No, these Welsh scones were much smaller, less bouncy, Welsh scones with a lick of butter, accompanied by that scalding hot dry tea. They came from a tin, the lid prised off and the small side plates, fine delicate white china decorated with the smallest of dainty red roses, laid on the table as the kettle boiled, ready for the tea. It was a different sort of eating and I loved it very much.

Everyone seemed to have scones when you went to visit. Often my Dad would take me to the nearby farms when he was helping them out, or returning a favour from having been helped on his farm. Dad would be outside talking to the other farmers, all of them dressed in their blue thick cotton workwear overalls, a narrow wisp of a roll-up, often unlit, just resting at the side of their mouths. I would be invited to go into the farm kitchen to talk in nervous welsh to the Farmer’s wives, who would welcome me in and sit me at their tables.
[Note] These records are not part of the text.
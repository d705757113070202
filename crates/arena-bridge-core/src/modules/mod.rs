//! Configuration loading and page-source model discovery.

pub mod config;
pub mod model_catalog;
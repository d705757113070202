use clap::Parser;
use std::path::PathBuf;

#[derive(Parser, Debug)]
#[command(
    name = "arena-bridge",
    about = "Arena Bridge - OpenAI-compatible API over a browser WebSocket link",
    version = env!("CARGO_PKG_VERSION"),
    author
)]
pub struct Cli {
    #[arg(long, env = "ARENA_BRIDGE_HOST", default_value = "127.0.0.1")]
    pub host: String,

    #[arg(short, long, env = "ARENA_BRIDGE_PORT", default_value = "5102")]
    pub port: u16,

    /// Directory holding config.jsonc, models.json and model_endpoint_map.json
    #[arg(short, long, env = "ARENA_BRIDGE_DATA_DIR", default_value = ".")]
    pub data_dir: PathBuf,

    #[arg(short, long, env = "RUST_LOG", default_value = "info")]
    pub log_level: String,
}

#[cfg(test)]
mod tests {
    use super::*;

    #[test]
    fn test_defaults() {
        let cli = Cli::parse_from(["arena-bridge"]);
        assert_eq!(cli.host, "127.0.0.1");
        assert_eq!(cli.port, 5102);
        assert_eq!(cli.data_dir, PathBuf::from("."));
    }

    #[test]
    fn test_overrides() {
        let cli = Cli::parse_from(["arena-bridge", "--host", "0.0.0.0", "-p", "8080", "-d", "/srv/bridge"]);
        assert_eq!(cli.host, "0.0.0.0");
        assert_eq!(cli.port, 8080);
        assert_eq!(cli.data_dir, PathBuf::from("/srv/bridge"));
    }
}
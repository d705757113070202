//! Model → arena session resolution.

use arena_bridge_types::models::config::is_usable_id;
use arena_bridge_types::{BridgeConfig, BridgeError, ConversationMode, EndpointTable, Participant};
use rand::seq::SliceRandom;

use crate::bridge::common::id_tail;

/// Session ids (and optional mode override) chosen for one request.
#[derive(Debug, Clone, PartialEq, Eq)]
pub struct ResolvedSession {
    pub session_id: String,
    pub message_id: String,
    pub mode_override: Option<ConversationMode>,
    pub battle_target_override: Option<Participant>,
}

/// Pick the session for `model`.
///
/// A mapped model uses one of its bindings (chosen at random when there are
/// several). Unmapped models use the default ids when the config allows it;
/// the per-model mode override never applies to the defaults.
pub fn resolve_session(
    model: &str,
    config: &BridgeConfig,
    endpoints: &EndpointTable,
) -> Result<ResolvedSession, BridgeError> {
    let mapped = endpoints
        .candidates(model)
        .choose(&mut rand::thread_rng())
        .filter(|m| m.session_id.as_deref().is_some_and(|s| !s.is_empty()));

    let resolved = match mapped {
        Some(mapping) => {
            tracing::info!(
                "Model '{}' mapped to session ...{} (mode: {})",
                model,
                mapping.session_id.as_deref().map(id_tail).unwrap_or("N/A"),
                mapping.mode.map_or_else(|| "default".to_string(), |m| m.to_string())
            );
            ResolvedSession {
                session_id: mapping.session_id.clone().unwrap_or_default(),
                message_id: mapping.message_id.clone().unwrap_or_default(),
                mode_override: mapping.mode,
                battle_target_override: mapping.battle_target,
            }
        },
        None if config.use_default_ids_if_mapping_not_found => {
            tracing::info!(
                "Model '{}' has no endpoint mapping, using default session ...{}",
                model,
                config.session_id.as_deref().map(id_tail).unwrap_or("N/A")
            );
            ResolvedSession {
                session_id: config.session_id.clone().unwrap_or_default(),
                message_id: config.message_id.clone().unwrap_or_default(),
                mode_override: None,
                battle_target_override: None,
            }
        },
        None => {
            tracing::error!("Model '{}' has no endpoint mapping and default ids are disabled", model);
            return Err(BridgeError::SessionNotConfigured {
                message: format!(
                    "Model '{model}' has no dedicated session. Add a mapping to model_endpoint_map.json or enable 'use_default_ids_if_mapping_not_found' in config.jsonc."
                ),
            });
        },
    };

    if !is_usable_id(Some(&resolved.session_id)) || !is_usable_id(Some(&resolved.message_id)) {
        return Err(BridgeError::SessionNotConfigured {
            message: "The resolved session id or message id is invalid. Check model_endpoint_map.json and config.jsonc, or capture fresh ids.".to_string(),
        });
    }
    Ok(resolved)
}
Perhaps it is because of the homeliness of it all, which makes me rememeber so fondly. For years after I grew up, I have had an almost obsessive love of kitchens and the life I imagined that went on within them. More than any room in the house, this is the space I space I craved to have for my own, and to fill it with the family life I experienced back then. All the conversations, meals, laughter, tears and arguments ebbing and flowing, with the kitchen table centre stage. A place to rest your elbows, your heart and your dreams.

My Step-Grandmother at the age of 80 something, herself a farmers wife, still makes these scones today. Her son and Grandson’s, who work on the family farm, still come to her home to collect their scones. I am not allowed to use her particular recipe on my blog, as it is something of a secret family one – but doing a little reading around, here is a version, close to Elinor’s, but different enough that I am not betraying a family code in any way.

RECIPE

225g self raising flour
A pinch of salt
55g  unsalted butter (some recipes here use half butter half lard)
150ml of milk
30g sugar

In a bowl sieve the flour and add the salt. Add the butter and begin to rub the mixture together with the tips of your fingers. It helps to raise your hands above the bowl when you are doing this, to bring some air in to the mixture. When combined it should resemble damp breadcrumbs. Add the sugar and combine with a knife. Add the milk and lightly mix in the milk into the mixture. Mixing together should be done as quickly and as lightly as possible.

Cover your hands in flour and also flour the surface you will be rolling on. Aim for a mixture just over an inch thick (it won’t rise so it needs to be chunky). Use the cutter quickly and put on a floured baking tray. Brush the tops with milk and bake for 13-15 minutes until golden.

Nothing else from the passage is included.